Я также совершил экскурсию в старую Панаму, полностью разрушенную и разграбленную пиратом Гарри Морганом в 1673 году. У входа в бухту, примерно в шести милях от нынешнего города, можно было увидеть несколько кусков стены и разрушенные башни — все, что осталось от некогда самого богатого города на побережье Тихого океана.
После двухмесячного пребывания я был готов отплыть. Я получил из Франции несколько бесценных вещей, в том числе новую кинокамеру, подаренную моим другом Пьером Альбарраном, и граммофон, присланный чемпионом по теннису Жаном Боротра. Из Нью-Йорка я получил заказанный мной легкий грот.

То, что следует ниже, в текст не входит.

//! Relay server
//!
//! Accepts TCP connections and hands each one to its own task, runs the
//! periodic lifecycle sweep, and drives graceful shutdown: stop accepting,
//! close every live connection with a going-away code, then wait a bounded
//! grace period before aborting stragglers.

use std::sync::Arc;
use std::time::Duration;

use tokio::net::TcpListener;
use tokio::sync::watch;
use tokio::task::JoinSet;
use tracing::{debug, info, warn};

use crate::RelayConfig;
use crate::error::Result;
use crate::protocol::CloseReason;
use crate::server::connection_handler::handle_connection;
use crate::server::{BrokerState, BrokerStats, shutdown_requested};

/// Back-off after a failed accept
const ACCEPT_BACKOFF: Duration = Duration::from_millis(100);

/// Handle used to request a graceful shutdown
#[derive(Debug, Clone)]
pub struct ShutdownTrigger {
    tx: Arc<watch::Sender<bool>>,
}

impl ShutdownTrigger {
    pub fn trigger(&self) {
        self.tx.send_replace(true);
    }

    pub fn is_triggered(&self) -> bool {
        *self.tx.borrow()
    }
}

/// WebSocket relay server
pub struct RelayServer {
    state: Arc<BrokerState>,
    shutdown_tx: Arc<watch::Sender<bool>>,
}

impl RelayServer {
    /// Create a server, connecting the buffer backend chosen by `config`
    pub async fn new(config: RelayConfig) -> Self {
        Self::from_state(BrokerState::connect(config).await)
    }

    pub fn from_state(state: BrokerState) -> Self {
        let (shutdown_tx, _) = watch::channel(false);
        Self {
            state: Arc::new(state),
            shutdown_tx: Arc::new(shutdown_tx),
        }
    }

    /// Get the shared broker state
    pub fn state(&self) -> Arc<BrokerState> {
        Arc::clone(&self.state)
    }

    pub fn shutdown_trigger(&self) -> ShutdownTrigger {
        ShutdownTrigger {
            tx: Arc::clone(&self.shutdown_tx),
        }
    }

    pub async fn stats(&self) -> BrokerStats {
        self.state.stats().await
    }

    /// Bind the configured address
    pub async fn bind(&self) -> Result<TcpListener> {
        Ok(TcpListener::bind(self.state.config.bind_addr).await?)
    }

    /// Bind the configured address and serve until shutdown
    pub async fn run(self) -> Result<()> {
        let listener = self.bind().await?;
        self.serve(listener).await
    }

    /// Serve connections from `listener` until shutdown is triggered
    pub async fn serve(self, listener: TcpListener) -> Result<()> {
        info!(
            "Relay listening on {} (buffer backend: {})",
            listener.local_addr()?,
            self.state.buffer.backend_name()
        );

        let mut shutdown = self.shutdown_tx.subscribe();
        let sweeper = tokio::spawn(run_sweeper(
            Arc::clone(&self.state),
            self.shutdown_tx.subscribe(),
        ));
        let mut connections = JoinSet::new();

        loop {
            let accepted = tokio::select! {
                _ = shutdown_requested(&mut shutdown) => break,
                accepted = listener.accept() => accepted,
                Some(_) = connections.join_next(), if !connections.is_empty() => continue,
            };

            match accepted {
                Ok((stream, peer)) => {
                    debug!("Accepted TCP connection from {}", peer);
                    let state = Arc::clone(&self.state);
                    let conn_shutdown = self.shutdown_tx.subscribe();
                    connections.spawn(async move {
                        if let Err(e) = handle_connection(stream, peer, state, conn_shutdown).await {
                            debug!("Connection from {} failed: {}", peer, e);
                        }
                    });
                }
                Err(e) => {
                    warn!("Failed to accept connection: {}", e);
                    tokio::time::sleep(ACCEPT_BACKOFF).await;
                }
            }
        }

        drop(listener);
        sweeper.abort();

        let stats = self.state.stats().await;
        info!(
            "Final stats: {}",
            serde_json::to_string(&stats).unwrap_or_default()
        );

        let live = self.state.rooms.drain_all().await;
        info!("Shutting down, closing {} live connections", live.len());
        for handle in &live {
            handle.close(CloseReason::ServerShutdown);
        }

        let grace = self.state.config.shutdown_grace();
        let drained = tokio::time::timeout(grace, async {
            while connections.join_next().await.is_some() {}
        })
        .await;
        if drained.is_err() {
            warn!(
                "{} connections still open after {:?}, aborting",
                connections.len(),
                grace
            );
            connections.abort_all();
            while connections.join_next().await.is_some() {}
        }

        info!("Relay shut down");
        Ok(())
    }
}

async fn run_sweeper(state: Arc<BrokerState>, mut shutdown: watch::Receiver<bool>) {
    let mut ticker = tokio::time::interval(state.config.sweep_interval());
    // The first tick completes immediately
    ticker.tick().await;

    loop {
        tokio::select! {
            _ = ticker.tick() => {}
            _ = shutdown_requested(&mut shutdown) => break,
        }

        let report = state.sweep().await;
        if report.expired > 0 || report.forgotten > 0 {
            info!(
                "Sweep expired {} buffered payloads and forgot {} dormant rooms",
                report.expired, report.forgotten
            );
        }

        let stats = state.stats().await;
        debug!(
            "Broker stats: {}",
            serde_json::to_string(&stats).unwrap_or_default()
        );
    }
}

В отличие от атлантических властей, таможенники Панамы обращались со мной с предельной вежливостью и отправили со мной alguazil, чтобы проследить за тем, чтобы мой грот был безопасно установлен на борту Firecrest. Когда я захотел наполнить свои водяные баки, моторная лодка американского адмирала подошла и отбуксировала меня к причалу. Цена на воду была установлена с учетом больших пароходов, и я хорошо помню, что минимальный тариф составлял один доллар за первые пятьсот галлонов! Огромный шланг пропустили через носовой люк «Файркреста». Я специально попросил, чтобы кран открывали очень осторожно, так как мне нужно было всего около пятидесяти галлонов. Полагаю, они открыли кран на полную мощность, потому что вода хлынула с огромной силой, мгновенно заполнив баки и перелившаяся в трюм. Я поспешно вытащил шланг, промочив себя при этом, чем предоставил обычной толпе бездельников на набережной неожиданное развлечение, но вода в трюме уже достигла уровня пола, и мне потребовалось несколько часов, чтобы откачать ее. Перед моим отъездом офицеры «Рочестера» устроили мне прощальный обед, на котором мне подарили новый французский флаг и вымпел Яхт-клуба Франции.
Утром 31 мая я снялся с якоря и был выведен из канала катером «Рочестера». Я бросил якорь у острова Тобаго, где в тишине и покое записал эти заметки о своем путешествии.